Obesity rates among adults have risen sharply since 1980, when no state had an obesity rate higher than 15%. In 2013, a total of 20 states had obesity rates above 30%, the report found.
“While adult rates are stabilizing in many states, these data suggest that our overall progress in reversing America's obesity epidemic is uneven and fragile,” said Dr. Risa Lavizzo-Mourey, RWJF's president and CEO said in a written statement. “Going forward, we must spread what works to prevent obesity to every state and region, with special focus on those communities where rates remain the highest.”

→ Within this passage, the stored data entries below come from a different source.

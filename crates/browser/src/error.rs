use thiserror::Error;

#[derive(Debug, Error)]
pub enum BrowserError {
    #[error("Terminal I/O error: {0}")]
    Io(#[from] std::io::Error),
}
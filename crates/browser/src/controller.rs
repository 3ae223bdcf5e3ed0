use crate::{
    editor::{EditOp, Editor},
    grid::ResultGrid,
    scroll::ScrollPolicy,
};
use std::sync::Arc;
use stream_core::{
    Delivery, IterationSession, QueryError, QueryOutcome, RowCursor, SessionId, StreamOptions,
    UiEvent,
};
use tracing::{debug, info, warn};

/// Which pane receives plain key presses.
#[derive(Debug, Clone, Copy, PartialEq, Eq)]
pub enum Focus {
    Editor,
    Table,
}

impl Focus {
    fn toggle(self) -> Self {
        match self {
            Focus::Editor => Focus::Table,
            Focus::Table => Focus::Editor,
        }
    }
}

#[derive(Debug, Clone, Copy, PartialEq, Eq)]
pub enum Navigation {
    Up,
    Down,
    PageUp,
    PageDown,
    Top,
    Bottom,
    Left,
    Right,
}

/// Everything that can happen to the browser.
#[derive(Debug)]
pub enum Message {
    Submit,
    Quit,
    Cancel,
    ToggleFocus,
    ClearEditor,
    Edit(EditOp),
    Navigate(Navigation),
    /// Rows available for the results table.
    Resize { table_rows: usize },
    Tick,
    Executed {
        query: u64,
        result: Result<QueryOutcome, QueryError>,
    },
    Delivered {
        session: SessionId,
        delivery: Option<Delivery>,
    },
}

/// Work the event loop performs on the controller's behalf.
pub enum Command {
    Execute { query: u64, text: String },
    Drain(Arc<IterationSession>),
    /// A cursor nobody wants any more; close it off the event loop.
    Discard(Box<dyn RowCursor>),
}

impl std::fmt::Debug for Command {
    fn fmt(&self, f: &mut std::fmt::Formatter<'_>) -> std::fmt::Result {
        match self {
            Command::Execute { query, text } => f
                .debug_struct("Execute")
                .field("query", query)
                .field("text", text)
                .finish(),
            Command::Drain(session) => f.debug_tuple("Drain").field(&session.id()).finish(),
            Command::Discard(_) => f.write_str("Discard"),
        }
    }
}

#[derive(Debug, Clone, PartialEq, Eq)]
pub enum Status {
    Ready,
    Executing,
    Streaming,
    Done,
    Failed(String),
    Cancelled,
}

/// UI model of the browser.
///
/// Pure state machine: [`update`](Self::update) folds a message into the
/// model and returns commands. It never awaits, so the event loop stays
/// responsive whatever the cursor is doing.
#[derive(Debug)]
pub struct Controller {
    options: StreamOptions,
    editor: Editor,
    grid: ResultGrid,
    focus: Focus,
    status: Status,
    scroll: ScrollPolicy,
    session: Option<Arc<IterationSession>>,
    draining: bool,
    next_query: u64,
    pending_query: Option<u64>,
    spinner: usize,
    should_quit: bool,
}

impl Controller {
    pub fn new(options: StreamOptions) -> Self {
        Self {
            options,
            editor: Editor::default(),
            grid: ResultGrid::new(),
            focus: Focus::Editor,
            status: Status::Ready,
            scroll: ScrollPolicy::new(),
            session: None,
            draining: false,
            next_query: 0,
            pending_query: None,
            spinner: 0,
            should_quit: false,
        }
    }

    pub fn with_query(mut self, text: &str) -> Self {
        self.editor.set_text(text);
        self
    }

    pub fn update(&mut self, message: Message) -> Vec<Command> {
        let mut commands = Vec::new();

        match message {
            Message::Submit => self.submit(&mut commands),
            Message::Quit => {
                self.cancel_session();
                self.should_quit = true;
            }
            Message::Cancel => {
                // A statement still executing is abandoned; its result is
                // discarded when it arrives.
                let abandoned = self.pending_query.take().is_some();
                if self.cancel_session() || abandoned {
                    self.status = Status::Cancelled;
                }
            }
            Message::ToggleFocus => self.focus = self.focus.toggle(),
            Message::ClearEditor => self.editor.clear(),
            Message::Edit(op) => self.editor.apply(op),
            Message::Navigate(nav) => self.navigate(nav),
            Message::Resize { table_rows } => self.grid.set_height(table_rows),
            Message::Tick => {
                if self.is_busy() {
                    self.spinner = self.spinner.wrapping_add(1);
                }
            }
            Message::Executed { query, result } => self.on_executed(query, result, &mut commands),
            Message::Delivered { session, delivery } => {
                self.on_delivered(session, delivery, &mut commands)
            }
        }

        self.check_scroll(&mut commands);
        commands
    }

    fn submit(&mut self, commands: &mut Vec<Command>) {
        let text = self.editor.text().trim().to_string();
        if text.is_empty() {
            return;
        }

        // One active result at a time. The cancelled session closes on its own.
        self.cancel_session();
        self.session = None;

        let query = self.next_query;
        self.next_query += 1;
        self.pending_query = Some(query);
        self.status = Status::Executing;
        debug!(query, "Submitting statement");
        commands.push(Command::Execute { query, text });
    }

    fn on_executed(
        &mut self,
        query: u64,
        result: Result<QueryOutcome, QueryError>,
        commands: &mut Vec<Command>,
    ) {
        if self.pending_query != Some(query) {
            debug!(query, "Dropping result of superseded statement");
            if let Ok(QueryOutcome::Rows(cursor)) = result {
                commands.push(Command::Discard(cursor));
            }
            return;
        }
        self.pending_query = None;

        match result {
            Err(err) => self.fail(err.to_string()),
            Ok(QueryOutcome::Updated(count)) => {
                self.grid.show_message(format!("Affected Rows: {count}"), false);
                self.status = Status::Done;
            }
            Ok(QueryOutcome::Rows(cursor)) => match IterationSession::start(cursor, self.options) {
                Ok(session) => {
                    self.grid.reset(session.columns().clone());
                    self.scroll.reset();
                    self.status = Status::Streaming;
                    self.draining = true;
                    commands.push(Command::Drain(Arc::clone(&session)));
                    self.session = Some(session);
                }
                Err(err) => self.fail(err.to_string()),
            },
        }
    }

    fn on_delivered(
        &mut self,
        id: SessionId,
        delivery: Option<Delivery>,
        commands: &mut Vec<Command>,
    ) {
        let Some(session) = self.session.as_ref().filter(|s| s.id() == id).cloned() else {
            return;
        };
        self.draining = false;

        // A drain that completed before a cancel is stale once it lands.
        if session.is_closed() {
            debug!(session = %id, "Dropping delivery for a cancelled session");
            return;
        }

        // Nothing to show: a concurrent drain, or a cancel that raced us.
        let Some(delivery) = delivery else {
            return;
        };

        for event in delivery.into_events() {
            match event {
                UiEvent::Rows(rows) => self.grid.append(rows),
                UiEvent::StreamFinished { error } => {
                    let metrics = session.metrics().snapshot();
                    info!(
                        session = %id,
                        rows = session.total_processed(),
                        runs = metrics.fetch_runs,
                        drains = metrics.drains,
                        bytes = metrics.bytes_delivered,
                        "Result complete"
                    );
                    self.status = match error {
                        Some(error) => Status::Failed(error),
                        None => Status::Done,
                    };
                    return;
                }
            }
        }

        // Keep draining while rows are on their way. Once the worker has
        // paused on a full batch, the next drain waits for the user to scroll.
        self.schedule_drain(&session, commands);
    }

    fn navigate(&mut self, nav: Navigation) {
        match nav {
            Navigation::Up => self.grid.move_up(1),
            Navigation::Down => self.grid.move_down(1),
            Navigation::PageUp => self.grid.page_up(),
            Navigation::PageDown => self.grid.page_down(),
            Navigation::Top => self.grid.to_top(),
            Navigation::Bottom => self.grid.to_bottom(),
            Navigation::Left => self.grid.scroll_left(),
            Navigation::Right => self.grid.scroll_right(),
        }
    }

    /// Applies the scroll policy after every update.
    fn check_scroll(&mut self, commands: &mut Vec<Command>) {
        let Some(session) = self.session.clone() else {
            return;
        };
        if session.is_closed() {
            return;
        }
        let viewport = self.grid.viewport();
        if !self
            .scroll
            .observe(viewport, session.total_processed(), session.is_finished())
        {
            return;
        }
        if session.request_more_rows() {
            debug!(session = %session.id(), edge = viewport.edge(), "Fetching more rows");
        }
        self.schedule_drain(&session, commands);
    }

    fn schedule_drain(&mut self, session: &Arc<IterationSession>, commands: &mut Vec<Command>) {
        if self.draining || !session.needs_drain() {
            return;
        }
        self.draining = true;
        commands.push(Command::Drain(Arc::clone(session)));
    }

    fn fail(&mut self, error: String) {
        warn!(%error, "Statement failed");
        self.grid.show_message(error.clone(), true);
        self.status = Status::Failed(error);
    }

    /// Cancels the active session, if it is still open.
    fn cancel_session(&mut self) -> bool {
        self.draining = false;
        match self.session.as_ref() {
            Some(session) => session.cancel(),
            None => false,
        }
    }

    /// Hands the last session to the caller, for a bounded close wait on exit.
    pub fn take_session(&mut self) -> Option<Arc<IterationSession>> {
        self.session.take()
    }

    pub fn session(&self) -> Option<&Arc<IterationSession>> {
        self.session.as_ref()
    }

    pub fn is_busy(&self) -> bool {
        self.pending_query.is_some() || self.status == Status::Streaming
    }

    pub fn focus(&self) -> Focus {
        self.focus
    }

    pub fn status(&self) -> &Status {
        &self.status
    }

    pub fn grid(&self) -> &ResultGrid {
        &self.grid
    }

    pub fn editor(&self) -> &Editor {
        &self.editor
    }

    pub fn spinner(&self) -> usize {
        self.spinner
    }

    pub fn should_quit(&self) -> bool {
        self.should_quit
    }
}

The report also highlighted vast racial and socio-economic disparities related to obesity. Black adults had an obesity rate above 40% in 11 states. Overall, 47.8% of blacks were found to be obese in 2012, the largest of any racial group. Although the rate among Latino adults was 42.5% for the same year, that ethnic group has had the fastest U.S. population increase of all ethnicities since 2002, with a 10-point percentage jump in that time.
Obesity tends to affect poorer Americans at a greater rate than those with higher incomes. More than 33% of adults earning less than $15,000 annually were obese, compared with 25% of those making more than $50,000 a year, according to the report.
Experts have cited certain social determinants, such as less access to fresh fruits and vegetables, and a lack of available green space in low-income communities, as some of the reasons for obesity disparities between low-income and more affluent populations.
The numbers were slightly more encouraging in analyzing childhood obesity, where the report found that the obesity rate had leveled off and even declined in some areas.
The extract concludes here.